Brief:
Using the records below, filter for lines that contain the string "labels" and copy them out.

Dataset extract:
++++++

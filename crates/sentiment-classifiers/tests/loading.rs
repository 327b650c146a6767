//! Integration tests for loading review tables and projecting features.

use std::io::Write;

use sentiment_classifiers::data_handling::input_output;
use sentiment_classifiers::io::{load_reviews, LoaderConfig};
use sentiment_classifiers::ErrorKind;

fn write_csv(dir: &tempfile::TempDir, name: &str, contents: &str) -> std::path::PathBuf {
    let path = dir.path().join(name);
    let mut file = std::fs::File::create(&path).unwrap();
    file.write_all(contents.as_bytes()).unwrap();
    path
}

// ---------------------------------------------------------------------------
// Header normalization and label derivation
// ---------------------------------------------------------------------------

#[test]
fn five_rows_one_empty_review_leaves_four_labelled_rows() {
    let dir = tempfile::tempdir().unwrap();
    let path = write_csv(
        &dir,
        "reviews.csv",
        " Reviewer Name ,Review text,Ratings\n\
         ann,Superb shuttles,5\n\
         bob,Feathers fall apart,2\n\
         cat,Just okay,3\n\
         dan,,1\n\
         eve,Good value,4\n",
    );

    let table = load_reviews(&path, &LoaderConfig::default()).unwrap();
    assert_eq!(table.columns(), &["Reviewer_Name", "Review_text", "Ratings"]);
    assert_eq!(table.nrows(), 4);

    let data = input_output(&table, "Review_text", "Ratings").unwrap();
    assert_eq!(
        data.x,
        vec!["Superb shuttles", "Feathers fall apart", "Just okay", "Good value"]
    );
    assert_eq!(data.y, vec![1, 0, 0, 1]);
}

#[test]
fn loaded_tables_have_no_missing_cells_or_spaced_headers() {
    let dir = tempfile::tempdir().unwrap();
    let path = write_csv(
        &dir,
        "reviews.csv",
        "Review text , Up Votes ,Ratings\n\
         fine,NA,5\n\
         fine,3,5\n\
         meh,null,1\n\
         great,0,4\n\
         odd,1,3.5\n\
         nope,2,bad\n\
         bad,7,\n",
    );

    let table = load_reviews(&path, &LoaderConfig::default()).unwrap();
    for name in table.columns() {
        assert_eq!(name.trim(), name);
        assert!(!name.contains(' '), "column '{}' has a space", name);
    }
    for row in table.rows() {
        assert!(row.iter().all(|cell| !cell.is_empty() && cell != "NA" && cell != "null"));
    }
    let labels = table.column("Ratings").unwrap();
    assert_eq!(labels, vec!["1", "1"]);
}

#[test]
fn label_column_can_be_appended() {
    let dir = tempfile::tempdir().unwrap();
    let path = write_csv(&dir, "reviews.csv", "text,stars\nnice,4\nawful,1\n");
    let config = LoaderConfig {
        rating_column: "stars".to_string(),
        label_column: "sentiment".to_string(),
        ..LoaderConfig::default()
    };

    let table = load_reviews(&path, &config).unwrap();
    assert_eq!(table.columns(), &["text", "stars", "sentiment"]);
    assert_eq!(table.column("stars").unwrap(), vec!["4", "1"]);
    assert_eq!(input_output(&table, "text", "sentiment").unwrap().y, vec![1, 0]);
}

#[test]
fn custom_delimiter() {
    let dir = tempfile::tempdir().unwrap();
    let path = write_csv(&dir, "reviews.tsv", "Review text\tRatings\ngood grip\t5\n");
    let config = LoaderConfig {
        delimiter: '\t',
        ..LoaderConfig::default()
    };
    let table = load_reviews(&path, &config).unwrap();
    assert_eq!(table.nrows(), 1);
}

// ---------------------------------------------------------------------------
// Failures
// ---------------------------------------------------------------------------

#[test]
fn missing_file_is_an_io_error() {
    let err = load_reviews("/nonexistent/path/reviews.csv", &LoaderConfig::default()).unwrap_err();
    assert_eq!(err.kind(), ErrorKind::Io);
}

#[test]
fn ragged_rows_are_an_io_error() {
    let dir = tempfile::tempdir().unwrap();
    let path = write_csv(&dir, "reviews.csv", "Review text,Ratings\ngood,5,extra\n");
    let err = load_reviews(&path, &LoaderConfig::default()).unwrap_err();
    assert_eq!(err.kind(), ErrorKind::Io);
}

#[test]
fn missing_rating_column_is_a_schema_error() {
    let dir = tempfile::tempdir().unwrap();
    let path = write_csv(&dir, "reviews.csv", "Review text,Stars\ngood,5\n");
    let err = load_reviews(&path, &LoaderConfig::default()).unwrap_err();
    assert_eq!(err.kind(), ErrorKind::Schema);
}

#[test]
fn missing_input_column_is_a_schema_error() {
    let dir = tempfile::tempdir().unwrap();
    let path = write_csv(&dir, "reviews.csv", "Summary,Ratings\ngood,5\n");
    let table = load_reviews(&path, &LoaderConfig::default()).unwrap();
    let err = input_output(&table, "Review_text", "Ratings").unwrap_err();
    assert_eq!(err.kind(), ErrorKind::Schema);
}
//! In-memory review tables and the helpers that turn them into training data.
//!
//! `ReviewTable` is what the loader produces, `FeatureSet` is the (text, label)
//! projection used for training, and `Split` holds the train/holdout partition.
use rand::rngs::StdRng;
use rand::seq::SliceRandom;
use rand::SeedableRng;

use crate::error::{PipelineError, Result};

/// Row-major table of string cells with normalized column names.
#[derive(Debug, Clone, PartialEq)]
pub struct ReviewTable {
    columns: Vec<String>,
    rows: Vec<Vec<String>>,
}

impl ReviewTable {
    /// Build a table; every row must have one cell per column.
    pub fn new(columns: Vec<String>, rows: Vec<Vec<String>>) -> Result<Self> {
        if let Some((idx, row)) = rows
            .iter()
            .enumerate()
            .find(|(_, row)| row.len() != columns.len())
        {
            return Err(PipelineError::schema(format!(
                "Row {} has {} cells but the table has {} columns",
                idx,
                row.len(),
                columns.len()
            )));
        }
        Ok(Self { columns, rows })
    }

    pub fn columns(&self) -> &[String] {
        &self.columns
    }

    pub fn rows(&self) -> &[Vec<String>] {
        &self.rows
    }

    pub fn nrows(&self) -> usize {
        self.rows.len()
    }

    pub fn ncols(&self) -> usize {
        self.columns.len()
    }

    pub fn is_empty(&self) -> bool {
        self.rows.is_empty()
    }

    pub fn column_index(&self, name: &str) -> Option<usize> {
        self.columns.iter().position(|c| c == name)
    }

    /// Borrow one column in row order.
    pub fn column(&self, name: &str) -> Result<Vec<&str>> {
        let idx = self.column_index(name).ok_or_else(|| {
            PipelineError::schema(format!(
                "Column '{}' not found. Available columns: {}",
                name,
                self.columns.join(", ")
            ))
        })?;
        Ok(self.rows.iter().map(|row| row[idx].as_str()).collect())
    }

    pub fn log_summary(&self) {
        log::info!(
            "Loaded review table with {} rows and {} columns ({})",
            self.nrows(),
            self.ncols(),
            self.columns.join(", ")
        );
    }
}

/// Texts and their binary labels, index-aligned.
#[derive(Debug, Clone, Default, PartialEq)]
pub struct FeatureSet {
    pub x: Vec<String>,
    pub y: Vec<u8>,
}

impl FeatureSet {
    pub fn new(x: Vec<String>, y: Vec<u8>) -> Result<Self> {
        if x.len() != y.len() {
            return Err(PipelineError::value(format!(
                "Inputs and labels must have equal length ({} vs {})",
                x.len(),
                y.len()
            )));
        }
        Ok(Self { x, y })
    }

    pub fn len(&self) -> usize {
        self.x.len()
    }

    pub fn is_empty(&self) -> bool {
        self.x.is_empty()
    }

    pub fn n_positive(&self) -> usize {
        self.y.iter().filter(|&&v| v == 1).count()
    }

    /// Rows at `indices`, in the order given.
    pub fn select(&self, indices: &[usize]) -> FeatureSet {
        FeatureSet {
            x: indices.iter().map(|&i| self.x[i].clone()).collect(),
            y: indices.iter().map(|&i| self.y[i]).collect(),
        }
    }
}

/// Train/holdout partition of a `FeatureSet`.
#[derive(Debug, Clone, PartialEq)]
pub struct Split {
    pub x_train: Vec<String>,
    pub x_test: Vec<String>,
    pub y_train: Vec<u8>,
    pub y_test: Vec<u8>,
    /// Original row index of every training row.
    pub train_indices: Vec<usize>,
    /// Original row index of every holdout row.
    pub test_indices: Vec<usize>,
}

impl Split {
    pub fn train(&self) -> FeatureSet {
        FeatureSet {
            x: self.x_train.clone(),
            y: self.y_train.clone(),
        }
    }

    pub fn test(&self) -> FeatureSet {
        FeatureSet {
            x: self.x_test.clone(),
            y: self.y_test.clone(),
        }
    }
}

/// Project the input text column and the binary output column.
pub fn input_output(table: &ReviewTable, input: &str, output: &str) -> Result<FeatureSet> {
    let x = table
        .column(input)?
        .into_iter()
        .map(str::to_string)
        .collect::<Vec<_>>();

    let y = table
        .column(output)?
        .into_iter()
        .enumerate()
        .map(|(row, value)| match value.trim() {
            "1" => Ok(1u8),
            "0" => Ok(0u8),
            other => Err(PipelineError::schema(format!(
                "Column '{}' must hold binary labels, found '{}' at row {}",
                output, other, row
            ))),
        })
        .collect::<Result<Vec<_>>>()?;

    FeatureSet::new(x, y)
}

/// Shuffle-split into train and holdout parts.
///
/// The holdout size is `ceil(test_size * n)`. The same `random_state` and the
/// same input order always produce the same partition.
///
/// # Arguments
///
/// * `data` - The rows to partition.
/// * `test_size` - Fraction of rows that go to the holdout set, in (0, 1).
/// * `random_state` - Seed for the row permutation.
pub fn train_test_split(data: &FeatureSet, test_size: f64, random_state: u64) -> Result<Split> {
    if !test_size.is_finite() || test_size <= 0.0 || test_size >= 1.0 {
        return Err(PipelineError::value(format!(
            "test_size must be in (0, 1), got {}",
            test_size
        )));
    }
    if data.x.len() != data.y.len() {
        return Err(PipelineError::value(format!(
            "Inputs and labels must have equal length ({} vs {})",
            data.x.len(),
            data.y.len()
        )));
    }

    let n_samples = data.len();
    let n_test = (test_size * n_samples as f64).ceil() as usize;
    let n_train = n_samples.saturating_sub(n_test);
    let empty = if n_test == 0 {
        Some("test")
    } else if n_train == 0 {
        Some("train")
    } else {
        None
    };
    if let Some(partition) = empty {
        return Err(PipelineError::value(format!(
            "With n_samples={}, test_size={} the resulting {} set would be empty",
            n_samples, test_size, partition
        )));
    }

    let mut rng = StdRng::seed_from_u64(random_state);
    let mut indices: Vec<usize> = (0..n_samples).collect();
    indices.shuffle(&mut rng);

    let test_indices = indices[..n_test].to_vec();
    let train_indices = indices[n_test..].to_vec();

    let train = data.select(&train_indices);
    let test = data.select(&test_indices);

    log::debug!(
        "Split {} rows into {} train ({} positive) and {} test ({} positive)",
        n_samples,
        train.len(),
        train.n_positive(),
        test.len(),
        test.n_positive()
    );

    Ok(Split {
        x_train: train.x,
        x_test: test.x,
        y_train: train.y,
        y_test: test.y,
        train_indices,
        test_indices,
    })
}
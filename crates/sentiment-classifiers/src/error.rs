use std::error::Error;
use std::fmt;
use std::path::PathBuf;

/// Coarse error class, used by callers that only care which stage failed.
#[derive(Debug, Clone, Copy, PartialEq, Eq)]
pub enum ErrorKind {
    Io,
    Schema,
    Value,
    Configuration,
}

/// Errors raised by the training pipeline.
#[derive(Debug)]
pub enum PipelineError {
    /// File could not be opened, created or read.
    Io {
        path: PathBuf,
        source: std::io::Error,
    },
    /// Delimited file is malformed (ragged rows, bad encoding, ...).
    Csv {
        path: PathBuf,
        source: csv::Error,
    },
    /// Expected column is absent or holds unusable values.
    Schema(String),
    /// Invalid argument value (split fraction, folds, empty grid, ...).
    Value(String),
    /// Hyperparameter or training input does not fit the pipeline.
    Configuration(String),
}

pub type Result<T> = std::result::Result<T, PipelineError>;

impl PipelineError {
    pub fn io(path: impl Into<PathBuf>, source: std::io::Error) -> Self {
        PipelineError::Io {
            path: path.into(),
            source,
        }
    }

    pub fn csv(path: impl Into<PathBuf>, source: csv::Error) -> Self {
        PipelineError::Csv {
            path: path.into(),
            source,
        }
    }

    pub fn schema(msg: impl Into<String>) -> Self {
        PipelineError::Schema(msg.into())
    }

    pub fn value(msg: impl Into<String>) -> Self {
        PipelineError::Value(msg.into())
    }

    pub fn configuration(msg: impl Into<String>) -> Self {
        PipelineError::Configuration(msg.into())
    }

    pub fn kind(&self) -> ErrorKind {
        match self {
            PipelineError::Io { .. } | PipelineError::Csv { .. } => ErrorKind::Io,
            PipelineError::Schema(_) => ErrorKind::Schema,
            PipelineError::Value(_) => ErrorKind::Value,
            PipelineError::Configuration(_) => ErrorKind::Configuration,
        }
    }
}

impl fmt::Display for PipelineError {
    fn fmt(&self, f: &mut fmt::Formatter) -> fmt::Result {
        match self {
            PipelineError::Io { path, source } => {
                write!(f, "I/O error on {}: {}", path.display(), source)
            }
            PipelineError::Csv { path, source } => {
                write!(f, "Failed to parse {}: {}", path.display(), source)
            }
            PipelineError::Schema(msg) => write!(f, "Schema error: {}", msg),
            PipelineError::Value(msg) => write!(f, "Invalid value: {}", msg),
            PipelineError::Configuration(msg) => write!(f, "Configuration error: {}", msg),
        }
    }
}

impl Error for PipelineError {
    fn source(&self) -> Option<&(dyn Error + 'static)> {
        match self {
            PipelineError::Io { source, .. } => Some(source),
            PipelineError::Csv { source, .. } => Some(source),
            _ => None,
        }
    }
}
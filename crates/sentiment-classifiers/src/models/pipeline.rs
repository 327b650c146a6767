//! Two-stage text pipeline: `vectorization` followed by `classifier`.
use crate::cache::VectorizerCache;
use crate::config::PipelineConfig;
use crate::error::{PipelineError, Result};
use crate::math::CountMatrix;
use crate::models::classifier_trait::ClassifierModel;
use crate::models::factory::build_classifier;
use crate::preprocessing::CountVectorizer;

/// Unfitted pipeline description.
#[derive(Debug, Clone, Default)]
pub struct Pipeline {
    config: PipelineConfig,
}

impl Pipeline {
    pub fn new(config: PipelineConfig) -> Self {
        Self { config }
    }

    pub fn config(&self) -> &PipelineConfig {
        &self.config
    }

    /// Fit both stages on `docs`/`y`.
    ///
    /// When a cache is given, the vectorization stage is looked up by its
    /// configuration and input texts before being recomputed.
    pub fn fit(
        &self,
        docs: &[String],
        y: &[u8],
        cache: Option<&VectorizerCache>,
    ) -> Result<FittedPipeline> {
        if docs.len() != y.len() {
            return Err(PipelineError::value(format!(
                "Got {} documents but {} labels",
                docs.len(),
                y.len()
            )));
        }
        if docs.is_empty() {
            return Err(PipelineError::configuration(
                "Cannot fit a pipeline on an empty training set",
            ));
        }

        let mut vectorizer = CountVectorizer::new(self.config.vectorization.clone())?;
        let x = match cache {
            Some(cache) => cache.fit_transform(&mut vectorizer, docs)?,
            None => vectorizer.fit_transform(docs)?,
        };

        let mut classifier = build_classifier(&self.config.classifier);
        classifier.fit(&x, y)?;

        Ok(FittedPipeline {
            config: self.config.clone(),
            vectorizer,
            classifier,
        })
    }
}

/// A fitted vectorizer + classifier pair. Immutable once built.
pub struct FittedPipeline {
    config: PipelineConfig,
    vectorizer: CountVectorizer,
    classifier: Box<dyn ClassifierModel>,
}

impl FittedPipeline {
    pub fn config(&self) -> &PipelineConfig {
        &self.config
    }

    pub fn vectorizer(&self) -> &CountVectorizer {
        &self.vectorizer
    }

    pub fn classifier_name(&self) -> &str {
        self.classifier.name()
    }

    pub fn n_features(&self) -> usize {
        self.vectorizer.n_features()
    }

    pub fn transform(&self, docs: &[String]) -> Result<CountMatrix> {
        self.vectorizer.transform(docs)
    }

    pub fn predict(&self, docs: &[String]) -> Result<Vec<u8>> {
        let x = self.vectorizer.transform(docs)?;
        self.classifier.predict(&x)
    }

    pub fn predict_proba(&self, docs: &[String]) -> Result<Vec<f64>> {
        let x = self.vectorizer.transform(docs)?;
        self.classifier.predict_proba(&x)
    }
}

impl std::fmt::Debug for FittedPipeline {
    fn fmt(&self, f: &mut std::fmt::Formatter<'_>) -> std::fmt::Result {
        f.debug_struct("FittedPipeline")
            .field("config", &self.config)
            .field("n_features", &self.n_features())
            .field("classifier", &self.classifier.name())
            .finish()
    }
}

#[cfg(test)]
mod tests {
    use super::*;

    fn corpus() -> (Vec<String>, Vec<u8>) {
        let docs = [
            "great racket love it",
            "excellent quality great grip",
            "love the feel excellent",
            "broken after one week",
            "poor quality broken strings",
            "waste of money poor",
        ];
        (
            docs.iter().map(|s| s.to_string()).collect(),
            vec![1, 1, 1, 0, 0, 0],
        )
    }

    #[test]
    fn fits_and_separates_training_data() {
        let (docs, y) = corpus();
        let fitted = Pipeline::default().fit(&docs, &y, None).unwrap();
        assert_eq!(fitted.predict(&docs).unwrap(), y);
        assert_eq!(fitted.classifier_name(), "multinomial_nb");

        let unseen = vec!["great love".to_string(), "broken poor".to_string()];
        assert_eq!(fitted.predict(&unseen).unwrap(), vec![1, 0]);
    }

    #[test]
    fn empty_training_set_is_a_configuration_error() {
        let err = Pipeline::default().fit(&[], &[], None).unwrap_err();
        assert_eq!(err.kind(), crate::error::ErrorKind::Configuration);
    }
}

++++++

Result:
    let labels = table.column("Ratings").unwrap();
    assert_eq!(labels, vec!["1", "1"]);
/// Texts and their binary labels, index-aligned.
                "Inputs and labels must have equal length ({} vs {})",
                "Column '{}' must hold binary labels, found '{}' at row {}",
            "Inputs and labels must have equal length ({} vs {})",
                "Got {} documents but {} labels",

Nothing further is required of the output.